We as human beings lean towards that which is most convenient, a fact that industries have been exploiting have been since the conception of commercialised technology. Convenience sells. So why would the delivery format of music be any different? Since the introduction of vinyl to the gramophone, every technological innovation within the audience addressing department of music has been convenience inspired; until Apple released wireless earphones. Any how, this is a climb to which we seem to have reached a pinnacle, instant access to any recorded song at the tap of a finger, streamed directly at a satisfactory audio quality. All of these innovations are of course product of the competition within the media and technology driven society in which we exist. In modern times, it is safe to assume that the average music consumer no longer buys the majority of their music on physical formats. With physical sales making up only 34% of income in 2016. Digital formats first overtook their predecessor in 2014 according to Statista. The graph below depicts sales income from records sold between 2005 and 2015 and the first sign of improvement since the beginning of the decline. The term digital

in this example is a blanket term applied to all types of digital format. This rise is product of the streaming revolution, the now predominant form of music consumption. Streaming is up on a worldwide scale by 60.4%. 100 million subscribers contributed an offset of 20.5% of all digital revenues in 2016, so one may assume that streaming is a wholly positive contribution to the industry. The financial times states “it looks as though the internet may resurrect the business it almost killed.” But then continues to suggest that only the higher tiers of the industry are currently benefitting. Spotify for example pays around £0.0048 per stream, a figure that cannot provide substantial enough return for smaller independent labels. Below is an excerpt of a Spotify pay receipt with streams amounting to 1,023,501. This amount of plays made an undivided income of $4,955.90. To see full payment receipt see: FULL RECEIPT AND ARTICLE.

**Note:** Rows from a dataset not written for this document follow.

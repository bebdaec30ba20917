//! `boardhub boards [--config <path>] [--json]`

use anyhow::{Context, Result};
use clap::Args;
use serde::Serialize;
use tabled::{settings::Style, Table, Tabled};

use boardhub_core::config;

use super::{print_json, ConfigArg};

/// List the boards a config would register.
#[derive(Args, Debug)]
pub struct BoardsArgs {
    #[command(flatten)]
    pub config: ConfigArg,

    /// Emit JSON instead of a table.
    #[arg(long)]
    pub json: bool,
}

#[derive(Serialize, Tabled)]
struct BoardRow {
    #[tabled(rename = "board")]
    id: String,
    #[tabled(rename = "type")]
    kind: String,
    #[tabled(rename = "settings")]
    settings: String,
}

#[derive(Serialize)]
struct BoardsJson {
    boards: Vec<BoardRow>,
    duplicates: Vec<String>,
    skipped: usize,
}

impl BoardsArgs {
    pub fn run(self) -> Result<()> {
        let path = self.config.path()?;
        let cfg = config::load_from(&path)
            .with_context(|| format!("failed to load config {}", path.display()))?;
        let filtered = config::board_entries(&cfg).len();
        let total = cfg.boards.as_ref().map(|b| b.len()).unwrap_or(0);
        let resolved = config::resolve_boards(&cfg).context("invalid board configuration")?;

        let rows: Vec<BoardRow> = resolved
            .entries
            .iter()
            .map(|(id, definition)| BoardRow {
                id: id.0.clone(),
                kind: definition.get_str("type").unwrap_or("-").to_string(),
                settings: definition
                    .as_map()
                    .iter()
                    .filter(|(key, _)| key.as_str() != "id" && key.as_str() != "type")
                    .map(|(key, value)| format!("{key}={value}"))
                    .collect::<Vec<_>>()
                    .join(" "),
            })
            .collect();
        let skipped = (total - filtered) + resolved.unnamed;

        if self.json {
            return print_json(&BoardsJson {
                boards: rows,
                duplicates: resolved.duplicates.iter().map(|id| id.0.clone()).collect(),
                skipped,
            });
        }

        if rows.is_empty() {
            println!("No boards defined in {}.", path.display());
        } else {
            let mut table = Table::new(rows);
            table.with(Style::rounded());
            println!("{table}");
        }
        if skipped > 0 {
            println!("{skipped} non-board entr(ies) ignored.");
        }
        for id in &resolved.duplicates {
            println!("warning: board id '{id}' defined more than once; last definition wins");
        }
        Ok(())
    }
}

However, the opposing argument of such a thought would be that in the modern age the production costs of music are at an all time low. An extreme example of this low production rate is an artist called Steve Lacy who produces music on his smartphone using Garageband and an iRig. An Artist whom has proceeded to work with big artists such as Kendrick Lamar. Along with this, the difficulty of self promotion has reduced with social media providing a convenient platform and business models such as fan funding creating possibilities for emerging artists, it appears the necessity of a gatekeeper lessens by the day. However the big money in streaming still relies on making your way on to featured playlists or other such big company promotion.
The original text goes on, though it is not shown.